Ho inviato una foto della scritta a don Mario Crenna che, dopo pochi minuti, mi ha rimandato la trascrizione del testo e la sua traduzione, come segue:
OCTAVIANUS DE LA PORTA VIR INTEGERRIMUS VENERANDI COLLEGII ECCLE(S)IE MAGIORIS NOVARIE P(RE)P(OSI)T(US) AC CANONICUS BENE MERITUS SEXEGENARIUS [sexagenarius] MO(N)DI [mundi] HUIUS MISERI(I)S SOLUTUS HIC PRO TEMPORE QUIESSIT [quievit] M(ILLESIM)O QUINGENTESSIMO VIGESIMO QU(I)NTO CALENDAS APRILLIS
[Ottaviano Della Porta, uomo integerrimo, preposito e canonico benemerito del venerando collegio della chiesa maggiore di Novara, a sessant’anni liberato dalle miserie di questo mondo, qui provvisoriamente riposò il 1° aprile 1525.]
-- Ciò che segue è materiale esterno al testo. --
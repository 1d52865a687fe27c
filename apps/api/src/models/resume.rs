//! Resume record — the single input of the document pipeline.
//!
//! Every field is optional on the wire. Absent and `null` values both collapse
//! to the empty string (scalars) or the empty list (sections), so the filler
//! never sees a missing value.

use serde::{Deserialize, Deserializer, Serialize};

#[derive(Debug, Clone, Default, PartialEq, Serialize, Deserialize)]
#[serde(rename_all = "camelCase")]
pub struct ResumeRecord {
    #[serde(default, deserialize_with = "null_as_default")]
    pub full_name: String,
    #[serde(default, deserialize_with = "null_as_default")]
    pub last_name: String,
    #[serde(default, deserialize_with = "null_as_default")]
    pub job_title: String,
    #[serde(default, deserialize_with = "null_as_default")]
    pub address: String,
    #[serde(default, deserialize_with = "null_as_default")]
    pub city: String,
    #[serde(default, deserialize_with = "null_as_default")]
    pub postal_code: String,
    #[serde(default, deserialize_with = "null_as_default")]
    pub phone: String,
    #[serde(default, deserialize_with = "null_as_default")]
    pub email: String,
    #[serde(default, deserialize_with = "null_as_default")]
    pub portfolio: String,
    /// Professional network profile URL.
    #[serde(default, deserialize_with = "null_as_default")]
    pub linkedin: String,
    #[serde(default, deserialize_with = "null_as_default")]
    pub summary: String,
    #[serde(default, deserialize_with = "null_as_default")]
    pub experience: Vec<ExperienceEntry>,
    #[serde(default, deserialize_with = "null_as_default")]
    pub education: Vec<EducationEntry>,
    #[serde(default, deserialize_with = "null_as_default")]
    pub skills: Vec<SkillEntry>,
    #[serde(default, deserialize_with = "null_as_default")]
    pub projects: Vec<ProjectEntry>,
    #[serde(default, deserialize_with = "null_as_default")]
    pub certifications: Vec<CertificationEntry>,
    #[serde(default, deserialize_with = "null_as_default")]
    pub additional_info: Vec<AdditionalInfoEntry>,
}

#[derive(Debug, Clone, Default, PartialEq, Serialize, Deserialize)]
pub struct ExperienceEntry {
    /// Free-form label such as "2020-2022" or "Jan 2021 - Present".
    #[serde(default, deserialize_with = "null_as_default")]
    pub period: String,
    #[serde(default, deserialize_with = "null_as_default")]
    pub position: String,
    #[serde(default, deserialize_with = "null_as_default")]
    pub company: String,
    #[serde(default, deserialize_with = "null_as_default")]
    pub location: String,
    #[serde(default, deserialize_with = "null_as_default")]
    pub description: String,
}

#[derive(Debug, Clone, Default, PartialEq, Serialize, Deserialize)]
pub struct EducationEntry {
    #[serde(default, deserialize_with = "null_as_default")]
    pub period: String,
    #[serde(default, deserialize_with = "null_as_default")]
    pub degree: String,
    #[serde(default, deserialize_with = "null_as_default")]
    pub institution: String,
    #[serde(default, deserialize_with = "null_as_default")]
    pub location: String,
    #[serde(default, deserialize_with = "null_as_default")]
    pub details: String,
}

/// A skill accepts either `"Rust"` or `{"name": "Rust"}` on the wire.
#[derive(Debug, Clone, Default, PartialEq, Serialize, Deserialize)]
#[serde(from = "SkillRepr")]
pub struct SkillEntry {
    pub name: String,
}

#[derive(Deserialize)]
#[serde(untagged)]
enum SkillRepr {
    Bare(Option<String>),
    Named {
        #[serde(default, deserialize_with = "null_as_default")]
        name: String,
    },
}

impl From<SkillRepr> for SkillEntry {
    fn from(repr: SkillRepr) -> Self {
        match repr {
            SkillRepr::Bare(name) => SkillEntry {
                name: name.unwrap_or_default(),
            },
            SkillRepr::Named { name } => SkillEntry { name },
        }
    }
}

#[derive(Debug, Clone, Default, PartialEq, Serialize, Deserialize)]
pub struct ProjectEntry {
    #[serde(default, deserialize_with = "null_as_default")]
    pub name: String,
    #[serde(default, deserialize_with = "null_as_default")]
    pub description: String,
}

#[derive(Debug, Clone, Default, PartialEq, Serialize, Deserialize)]
pub struct CertificationEntry {
    #[serde(default, deserialize_with = "null_as_default")]
    pub name: String,
    /// Issuing body.
    #[serde(default, deserialize_with = "null_as_default")]
    pub issuer: String,
}

#[derive(Debug, Clone, Default, PartialEq, Serialize, Deserialize)]
pub struct AdditionalInfoEntry {
    #[serde(default, deserialize_with = "null_as_default")]
    pub category: String,
    #[serde(default, deserialize_with = "null_as_default")]
    pub description: String,
}

/// Treats an explicit `null` the same as an absent field.
fn null_as_default<'de, D, T>(deserializer: D) -> Result<T, D::Error>
where
    D: Deserializer<'de>,
    T: Default + Deserialize<'de>,
{
    Ok(Option::<T>::deserialize(deserializer)?.unwrap_or_default())
}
L’iscrizione ricorda dunque la sepoltura (provvisoria, forse perchè il corpo fu poi traslato a Novara) del canonico e prevosto del duomo Ottaviano della Porta.

Stemma dei Della Porta

I Della Porta, abitanti a Suno, furono una delle più importanti famiglie novaresi, strettamente imparentata con i Visconti di Milano per le nozze di Ardicino I con Gioacchina Visconti e di suo figlio Pietro con un’altra esponente della casa ducale milanese, sorella di Elisabetta Visconti, moglie del potente cancelliere ducale, Cicco Simonetta.
Ardicino I, conte palatino dal 1418, rimasto vedovo prese gli ordini sacri giungendo con rapidità ad ottenere il cappello cardinalizio col titolo dei santi Cosma e Damiano raggiungendo una posizione di grande prestigio e potenza.
L’Ottaviano, prevosto del duomo, di cui troviamo la sepoltura a Vezzolano è identificabile, io penso, con il rev. Ottavio o Ottaviano, documentato in Novara nel 1511, come fratello del magnifico Ardicino e figlio del magnifico cavaliere, conte e giureconsulto Jane (ovvero Giovanni) Della Porta podestà di Pontremoli e Parma, decurione di Novara nel 1480, figlio del suddetto cadinal Ardicino e fratello di quel Corrado che costruì la bella Casa della Porta ancora esistente vicino alla Prefettura di Novara.
Escludendo l’ipotesi che Ottaviano avesse ricevuto il titolo di abate commendatario di Vezzolano (la carica sarebbe certamente stata citata nell’epigrafe funeraria) resta misterioso il motivo della sua sepoltura nell’abbazia, così lontana da Novara; forse vi trascorreva un periodo di ritiro spirituale o forse vi si era rifugiato, durante un viaggio, colto da una malattia che lo aveva condotto a morte.
Qualunque sia stata la causa prima, le pareti dell’antica chiesa hanno conservato un segno che, a distanza di mezzo millennio, ancora ci tramanda il nome del nostro antico concittadino.